The early awards offered few clues to the evening’s final outcome. Back-to-back wins for “The Grand Budapest Hotel” came in categories (costume design, makeup and hairstyling) for which the other leading best picture contenders weren’t nominated.
“Interstellar,” which collapsed as an awards hopeful early in the season, managed to win best visual effects. No nominee in the visual effects category figured among the eight best picture nominees.
More than a trophy was on the line in the animation race, which saw DreamWorks Animation spend lavishly on a campaign that seemed designed less to support “How to Train Your Dragon 2” than to demonstrate that it had not disastrously lost its way as a company. DreamWorks Animation last month announced a reduction in movie output and layoffs that would cut its work force by roughly 20 percent.
The marketing campaign didn’t work: Disney won for a second year in a row, with its “Big Hero 6” following in the footsteps of “Frozen.”
The show revealed the efforts of the Academy of Motion Picture Arts and Sciences to quiet renewed clamor — fueled by the perceived snub of “Selma” in the directing and acting categories — over a lack of diversity among voters.
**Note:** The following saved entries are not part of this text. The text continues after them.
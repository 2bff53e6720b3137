//! Credential claims
//!
//! Access and refresh credentials are separate variants of one sum type,
//! discriminated on the wire by the `kind` field. Only access claims carry
//! tenancy and roles; a refresh credential structurally cannot answer a
//! role query.

use chrono::Utc;
use serde::{Deserialize, Serialize};
use std::collections::BTreeSet;
use std::time::Duration;

use sentra_types::{Identity, IdentityId, TenantId};

/// Credential kind discriminator
#[derive(Debug, Clone, Copy, PartialEq, Eq)]
pub enum TokenKind {
    Access,
    Refresh,
}

impl std::fmt::Display for TokenKind {
    fn fmt(&self, f: &mut std::fmt::Formatter<'_>) -> std::fmt::Result {
        match self {
            Self::Access => write!(f, "access"),
            Self::Refresh => write!(f, "refresh"),
        }
    }
}

/// Claims carried by an access credential
#[derive(Debug, Clone, PartialEq, Eq, Serialize, Deserialize)]
#[serde(rename_all = "camelCase")]
pub struct AccessClaims {
    pub identity_id: IdentityId,
    pub display_name: String,
    pub tenant_id: TenantId,
    pub roles: BTreeSet<String>,
    /// Epoch milliseconds
    pub issued_at: i64,
    /// Epoch milliseconds
    pub expires_at: i64,
    pub issuer: String,
}

/// Claims carried by a refresh credential.
///
/// Deliberately reduced: no tenancy, no roles. Refresh re-resolves the
/// identity instead of trusting stale claims.
#[derive(Debug, Clone, PartialEq, Eq, Serialize, Deserialize)]
#[serde(rename_all = "camelCase")]
pub struct RefreshClaims {
    pub identity_id: IdentityId,
    pub display_name: String,
    /// Epoch milliseconds
    pub issued_at: i64,
    /// Epoch milliseconds
    pub expires_at: i64,
    pub issuer: String,
}

/// A credential's claims, tagged by kind.
#[derive(Debug, Clone, PartialEq, Eq, Serialize, Deserialize)]
#[serde(tag = "kind", rename_all = "lowercase")]
pub enum Claims {
    Access(AccessClaims),
    Refresh(RefreshClaims),
}

impl Claims {
    /// Build access claims for an identity.
    ///
    /// `issued_at = now`, `expires_at = now + validity`. Issuance is atomic:
    /// every claim is set here or the value is never constructed.
    pub fn access(identity: &Identity, issuer: impl Into<String>, validity: Duration) -> Self {
        let now = Utc::now().timestamp_millis();
        Self::Access(AccessClaims {
            identity_id: identity.id,
            display_name: identity.display_name.clone(),
            tenant_id: identity.tenant_id,
            roles: identity.roles.clone(),
            issued_at: now,
            expires_at: expiry_millis(now, validity),
            issuer: issuer.into(),
        })
    }

    /// Build refresh claims for an identity
    pub fn refresh(identity: &Identity, issuer: impl Into<String>, validity: Duration) -> Self {
        let now = Utc::now().timestamp_millis();
        Self::Refresh(RefreshClaims {
            identity_id: identity.id,
            display_name: identity.display_name.clone(),
            issued_at: now,
            expires_at: expiry_millis(now, validity),
            issuer: issuer.into(),
        })
    }

    pub fn kind(&self) -> TokenKind {
        match self {
            Self::Access(_) => TokenKind::Access,
            Self::Refresh(_) => TokenKind::Refresh,
        }
    }

    pub fn identity_id(&self) -> IdentityId {
        match self {
            Self::Access(c) => c.identity_id,
            Self::Refresh(c) => c.identity_id,
        }
    }

    pub fn display_name(&self) -> &str {
        match self {
            Self::Access(c) => &c.display_name,
            Self::Refresh(c) => &c.display_name,
        }
    }

    /// Epoch milliseconds
    pub fn issued_at(&self) -> i64 {
        match self {
            Self::Access(c) => c.issued_at,
            Self::Refresh(c) => c.issued_at,
        }
    }

    /// Epoch milliseconds
    pub fn expires_at(&self) -> i64 {
        match self {
            Self::Access(c) => c.expires_at,
            Self::Refresh(c) => c.expires_at,
        }
    }

    /// Check whether the credential is past its expiry
    pub fn is_expired(&self) -> bool {
        Utc::now().timestamp_millis() > self.expires_at()
    }

    /// Remaining validity, or `None` if already expired.
    ///
    /// This bounds a revocation entry's TTL so the entry never outlives the
    /// credential it blocks.
    pub fn remaining_validity(&self) -> Option<Duration> {
        let remaining = self.expires_at() - Utc::now().timestamp_millis();
        if remaining > 0 {
            Some(Duration::from_millis(remaining as u64))
        } else {
            None
        }
    }
}

/// `now + validity` in epoch millis, saturating at `i64::MAX`.
///
/// An oversized configured validity pins the expiry to the far future
/// instead of wrapping it into the past.
fn expiry_millis(now: i64, validity: Duration) -> i64 {
    let millis = i64::try_from(validity.as_millis()).unwrap_or(i64::MAX);
    now.saturating_add(millis)
}
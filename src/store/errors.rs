//! # Store Errors
//!
//! Every store failure is a server-side fault. Callers surface it as an
//! internal error; retrying is left to the client.

use thiserror::Error;

use super::backend::Table;

/// Result type for store operations
pub type StoreResult<T> = Result<T, StoreError>;

/// Persistent store errors
#[derive(Debug, Clone, Error)]
pub enum StoreError {
    /// A lock guarding in-process state was poisoned
    #[error("Store lock poisoned")]
    LockPoisoned,

    /// A stored document could not be decoded into its record type
    #[error("Corrupt document in {table}/{key}: {reason}")]
    Corrupt {
        table: Table,
        key: String,
        reason: String,
    },

    /// A record could not be encoded into a document
    #[error("Serialization failed: {0}")]
    Serialization(String),

    /// Documents must be JSON objects
    #[error("Document for {table}/{key} is not an object")]
    NotAnObject { table: Table, key: String },

    /// Backend-specific failure
    #[error("Store backend error: {0}")]
    Backend(String),
}
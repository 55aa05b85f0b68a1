//! API error model and response envelopes
//!
//! Handlers return `ApiResult<T>`. Errors carry a classification (user or
//! internal), a code, an HTTP status and optional details, and are rendered
//! in one place.

pub mod errors;
pub mod response;

pub use errors::{ApiError, ApiResult, ErrorClass, ErrorCode};
pub use response::{ErrorResponse, SuccessResponse, GENERIC_INTERNAL_MESSAGE};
Mr. Harris hit the controversy head on at the start of the show, quipping “tonight we honor Hollywood’s best and whitest, sorry, brightest.”
At one point, Mr. Harris wandered the Dolby Theater here, stopping to introduce David Oyelowo, whose performance in “Selma” was overlooked. The crowd applauded.
“Oh, sure, now you like him,” Mr. Harris said, to nervous titters — one of several jokes from Mr. Harris that noticeably failed to land.
It had been an uneasy awards season filled with a sense that something was missing. That sentiment took hold in mid-fall, when “Interstellar,” turned out to be just a big, noisy space adventure with little prospect of making the best picture cut. Angelina Jolie’s “Unbroken,” a highly anticipated World War II drama, has also been a disappointment on the awards circuit.
In the last week, the data company Senzari found that the film best matching the elements that supported Oscar winners in the past — tragic plots, moral themes — was “American Sniper,” which, while nominated for best picture and a hit with audiences, largely failed to connect in the precursor guild award contests.
A generally weak box-office performance among the year’s eight best picture contenders — only “American Sniper” scored more than $85 million in domestic ticket sales — promised to make the awards themselves something of an afterthought for most TV viewers. Going into the night, the biggest question was whether “Birdman” or “Boyhood” would win best picture. But both films were among the least-seen contenders in years, generating less than $38 million apiece in domestic ticket sales.
In the final days of this year’s Oscar race, inside betting had “Birdman,” as the favored winner. The film, after all, had already collected the top awards from Hollywood’s three most important guilds.
But “Boyhood,” a layered look at a child growing into a man, was kept alive by winning big at the British Academy of Film and Television Arts awards, signaling support among the British contingent in Hollywood’s film academy, and keeping its hopes alive.
Despite an aggressive campaign that made a last-minute attempt to link arms with the gay rights movement, “The Imitation Game” had an uphill battle in all eight of the categories in which it was nominated, before finally snagging the one for adapted screenplay. That was some consolation for its backer, Harvey Weinstein. Mr. Weinstein, who has a celebrated Oscar past, came up short last year, when he unsuccessfully pulled out all the stops in support of “Philomena.”
Mr. Weinstein’s also got on the board Sunday night with “Citizenfour.” But he was only an ancillary player in its coronation; “Citizenfour” was released by Radius-TWC, a Weinstein Company offshoot, which also looked after the film’s awards prospects.